Estudio Columbia: inyección aerosoles estratosféricos, alto riesgo
Un estudio reciente de investigadores de la Universidad de Columbia cuestiona la viabilidad y los efectos positivos de la inyección de aerosoles estratosféricos (SAI) para mitigar el cambio climático, técnica que busca reflejar la luz solar. Aunque las simulaciones idealizan el proceso, la realidad presenta limitaciones significativas. V. Faye McNeill, coautora, enfatiza que los modelos asumen partículas perfectas en tamaño y cantidad, inyectadas con precisión, lo cual difiere del mundo real donde ni las partículas son ideales ni los gobiernos coordinan acciones eficazmente.

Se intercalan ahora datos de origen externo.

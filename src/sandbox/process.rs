//! Spawning and supervising host processes with bounded output capture.

use std::path::PathBuf;
use std::process::Stdio;

use tokio::io::AsyncWriteExt;
use tokio::process::Command;
use tokio::time::Instant;
use tracing::debug;

use crate::error::{Result, SandboxError};
use crate::sandbox::io::CapturedOutput;
use crate::sandbox::result::RawOutput;

/// Everything needed to start one process.
#[derive(Debug, Clone, PartialEq, Eq)]
pub struct LaunchPlan {
    pub program: String,
    pub args: Vec<String>,
    /// Written to the process's stdin, which is then closed.
    pub stdin: Option<String>,
    pub current_dir: Option<PathBuf>,
}

impl LaunchPlan {
    /// Start a plan for `program` with no arguments.
    pub fn new(program: impl Into<String>) -> Self {
        Self {
            program: program.into(),
            args: Vec::new(),
            stdin: None,
            current_dir: None,
        }
    }

    /// Append one argument.
    pub fn arg(mut self, arg: impl Into<String>) -> Self {
        self.args.push(arg.into());
        self
    }

    /// Append several arguments.
    pub fn args<I, S>(mut self, args: I) -> Self
    where
        I: IntoIterator<Item = S>,
        S: Into<String>,
    {
        self.args.extend(args.into_iter().map(Into::into));
        self
    }

    /// Deliver `input` on stdin.
    pub fn stdin(mut self, input: impl Into<String>) -> Self {
        self.stdin = Some(input.into());
        self
    }

    /// Run in `dir` instead of the caller's working directory.
    pub fn current_dir(mut self, dir: impl Into<PathBuf>) -> Self {
        self.current_dir = Some(dir.into());
        self
    }

    fn command(&self) -> Command {
        let mut cmd = Command::new(&self.program);
        cmd.args(&self.args)
            .stdin(if self.stdin.is_some() {
                Stdio::piped()
            } else {
                Stdio::null()
            })
            .stdout(Stdio::piped())
            .stderr(Stdio::piped())
            .kill_on_drop(true);

        if let Some(dir) = &self.current_dir {
            cmd.current_dir(dir);
        }

        // Own process group, so the whole tree can be killed at once.
        #[cfg(unix)]
        cmd.process_group(0);

        cmd
    }
}

/// Kills a process group when dropped.
///
/// Dropping the run future (e.g. when the supervisor aborts it at the
/// deadline) takes the group down with it. The guard signals at most once:
/// after the leader is reaped the pgid may be reused.
struct ProcessGroupGuard {
    pgid: Option<u32>,
}

impl ProcessGroupGuard {
    fn new(pgid: Option<u32>) -> Self {
        Self { pgid }
    }

    #[cfg(unix)]
    fn kill(&mut self) {
        if let Some(pgid) = self.pgid.take().and_then(|p| i32::try_from(p).ok()) {
            // SAFETY: kill(2) has no memory-safety preconditions; a stale
            // group yields ESRCH, which is ignored.
            unsafe {
                libc::kill(-pgid, libc::SIGKILL);
            }
        }
    }

    #[cfg(not(unix))]
    fn kill(&mut self) {
        self.pgid = None;
    }

    #[cfg(test)]
    fn is_armed(&self) -> bool {
        self.pgid.is_some()
    }
}

impl Drop for ProcessGroupGuard {
    fn drop(&mut self) {
        self.kill();
    }
}

/// Run `plan` to completion, or kill it at `deadline`.
///
/// Returns [`SandboxError::Timeout`] if the deadline passes first. Any
/// processes the program left behind are killed once it exits.
pub async fn run_plan(plan: &LaunchPlan, deadline: Instant, max_output: usize) -> Result<RawOutput> {
    let started = Instant::now();
    let mut child = plan.command().spawn().map_err(SandboxError::Spawn)?;
    let mut group = ProcessGroupGuard::new(child.id());
    debug!(program = %plan.program, pid = ?child.id(), "spawned process");

    let stdout = child
        .stdout
        .take()
        .ok_or_else(|| SandboxError::Internal("stdout was not captured".to_string()))?;
    let stderr = child
        .stderr
        .take()
        .ok_or_else(|| SandboxError::Internal("stderr was not captured".to_string()))?;
    let stdout_task = tokio::spawn(CapturedOutput::drain(stdout, max_output));
    let stderr_task = tokio::spawn(CapturedOutput::drain(stderr, max_output));

    let mut stdin = child.stdin.take();
    let input = plan.stdin.as_deref();
    let exited = tokio::time::timeout_at(deadline, async {
        if let (Some(pipe), Some(input)) = (stdin.as_mut(), input) {
            match pipe.write_all(input.as_bytes()).await {
                Ok(()) => {}
                // The program may exit without reading its input.
                Err(e) if e.kind() == std::io::ErrorKind::BrokenPipe => {}
                Err(e) => return Err(SandboxError::Io(e)),
            }
        }
        drop(stdin.take());
        child.wait().await.map_err(SandboxError::Io)
    })
    .await;

    let status = match exited {
        Ok(status) => status?,
        Err(_) => {
            group.kill();
            let _ = child.kill().await;
            stdout_task.abort();
            stderr_task.abort();
            return Err(SandboxError::Timeout(started.elapsed()));
        }
    };

    // Leftover background processes would hold the pipes open.
    group.kill();

    let captured = tokio::time::timeout_at(deadline, async {
        let out = join_capture(stdout_task).await?;
        let err = join_capture(stderr_task).await?;
        Ok::<_, SandboxError>((out, err))
    })
    .await
    .map_err(|_| SandboxError::Timeout(started.elapsed()))??;

    Ok(RawOutput {
        stdout: captured.0.into_string(),
        stderr: captured.1.into_string(),
        exit_code: status.code(),
    })
}

async fn join_capture(
    task: tokio::task::JoinHandle<std::io::Result<CapturedOutput>>,
) -> Result<CapturedOutput> {
    task.await
        .map_err(|e| SandboxError::Internal(format!("output reader failed: {}", e)))?
        .map_err(SandboxError::Io)
}

/// Run a short runtime command and return its stdout, failing on non-zero exit.
pub async fn run_checked(plan: &LaunchPlan, timeout: std::time::Duration) -> Result<String> {
    let output = run_plan(plan, Instant::now() + timeout, 64 * 1024).await?;
    match output.exit_code {
        Some(0) => Ok(output.stdout),
        code => Err(SandboxError::runtime(format!(
            "`{} {}` exited with {:?}: {}",
            plan.program,
            plan.args.join(" "),
            code,
            output.stderr.trim()
        ))),
    }
}

#[cfg(all(test, unix))]
mod tests {
    use super::*;
    use std::time::Duration;

    fn sh(script: &str) -> LaunchPlan {
        LaunchPlan::new("sh").arg("-c").arg(script)
    }

    fn soon(secs: u64) -> Instant {
        Instant::now() + Duration::from_secs(secs)
    }

    #[tokio::test]
    async fn test_captures_both_streams() {
        let out = run_plan(&sh("echo out; echo err >&2"), soon(5), 1024).await.unwrap();
        assert_eq!(out.stdout, "out\n");
        assert_eq!(out.stderr, "err\n");
        assert_eq!(out.exit_code, Some(0));
    }

    #[tokio::test]
    async fn test_stdin_delivery() {
        let plan = LaunchPlan::new("cat").stdin("print('hi')");
        let out = run_plan(&plan, soon(5), 1024).await.unwrap();
        assert_eq!(out.stdout, "print('hi')");
    }

    #[tokio::test]
    async fn test_nonzero_exit() {
        let out = run_plan(&sh("exit 3"), soon(5), 1024).await.unwrap();
        assert_eq!(out.exit_code, Some(3));
    }

    #[tokio::test]
    async fn test_deadline_kills_process() {
        let err = run_plan(&sh("sleep 30"), Instant::now() + Duration::from_millis(200), 1024)
            .await
            .unwrap_err();
        assert!(err.is_timeout());
    }

    #[tokio::test]
    async fn test_background_children_do_not_hang_capture() {
        let start = Instant::now();
        let out = run_plan(&sh("sleep 30 & echo done"), soon(10), 1024).await.unwrap();
        assert_eq!(out.stdout, "done\n");
        assert!(start.elapsed() < Duration::from_secs(5));
    }

    #[tokio::test]
    async fn test_output_is_bounded() {
        let out = run_plan(&sh("yes | head -c 100000"), soon(5), 16).await.unwrap();
        assert!(out.stdout.ends_with(crate::sandbox::io::TRUNCATION_MARKER));
        assert!(out.stdout.len() < 64);
    }

    #[tokio::test]
    async fn test_group_guard_signals_once() {
        use std::os::unix::process::ExitStatusExt;

        let mut child = sh("sleep 30").command().spawn().unwrap();
        let mut guard = ProcessGroupGuard::new(child.id());
        assert!(guard.is_armed());

        guard.kill();
        assert!(!guard.is_armed());
        let status = child.wait().await.unwrap();
        assert_eq!(status.signal(), Some(libc::SIGKILL));

        // Disarmed: neither a second kill nor drop signals the reaped pgid.
        guard.kill();
        drop(guard);
    }

    #[tokio::test]
    async fn test_spawn_failure() {
        let plan = LaunchPlan::new("/nonexistent/definitely-not-a-binary");
        let err = run_plan(&plan, soon(5), 1024).await.unwrap_err();
        assert!(matches!(err, SandboxError::Spawn(_)));
    }

    #[tokio::test]
    async fn test_run_checked_reports_failure() {
        let err = run_checked(&sh("echo nope >&2; exit 1"), Duration::from_secs(5))
            .await
            .unwrap_err();
        assert!(err.to_string().contains("nope"));
    }
}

El artículo, publicado en Scientific Reports, detalla tres grupos principales de limitaciones. La primera se refiere a la física de la dispersión de aerosoles. El efecto depende de factores como altitud, longitud, estación y latitud. Inyectar en latitudes altas podría alterar los monzones tropicales, mientras que concentrar la liberación cerca del ecuador podría perturbar el chorro polar y la circulación de calor. McNeill subraya la importancia del dónde y cuándo de la inyección, sugiriendo la necesidad de una implementación centralizada y coordinada, algo improbable dadas las realidades geopolíticas actuales.
El segundo bloque aborda los materiales. La mayoría de los estudios se centran en sulfatos, similares a los liberados por erupciones volcánicas. La erupción del Pinatubo en 1991, que enfrió el planeta ~1°C durante años, es un ejemplo. Sin embargo, también causó alteración del monzón indio, disminución de lluvias en el sur de Asia, calentamiento estratosférico y daño a la capa de ozono. El uso intencional de sulfatos podría replicar estos efectos y añadir lluvia ácida o contaminación del suelo.
Se han propuesto alternativas minerales como carbonato cálcico, alúmina alfa, rutilo y anatasa de titanio, circonia cúbica o diamante. Miranda Hack, autora principal, critica que la discusión se ha centrado en propiedades ópticas sin considerar la disponibilidad y el coste de mantener un programa anual. Diamante es ópticamente superior, pero escaso; circonia cúbica y rutilo podrían cubrir la demanda, pero sus precios se dispararían. Carbonato cálcico y alúmina alfa son abundantes, pero todos los materiales enfrentan el problema de la agregación de partículas por debajo de una micra. Estos agregados dispersan peor la luz, reduciendo los beneficios climáticos esperados.
El tercer y más complejo bloque es la gobernanza. Un despliegue efectivo requiere decisiones coordinadas sobre la inyección y la respuesta a impactos regionales adversos. Los autores advierten que naciones o actores no estatales podrían iniciar programas descoordinados, aumentando la incertidumbre y los riesgos. Gernot Wagner concluye que la geoingeniería solar implica compensaciones de riesgo y que los modelos actuales no representan la realidad. El estudio, también firmado por Daniel Steingart, insta a reconocer estas limitaciones prácticas antes de considerar seriamente la SAI, recordando que el planeta no es un laboratorio con margen de error ilimitado.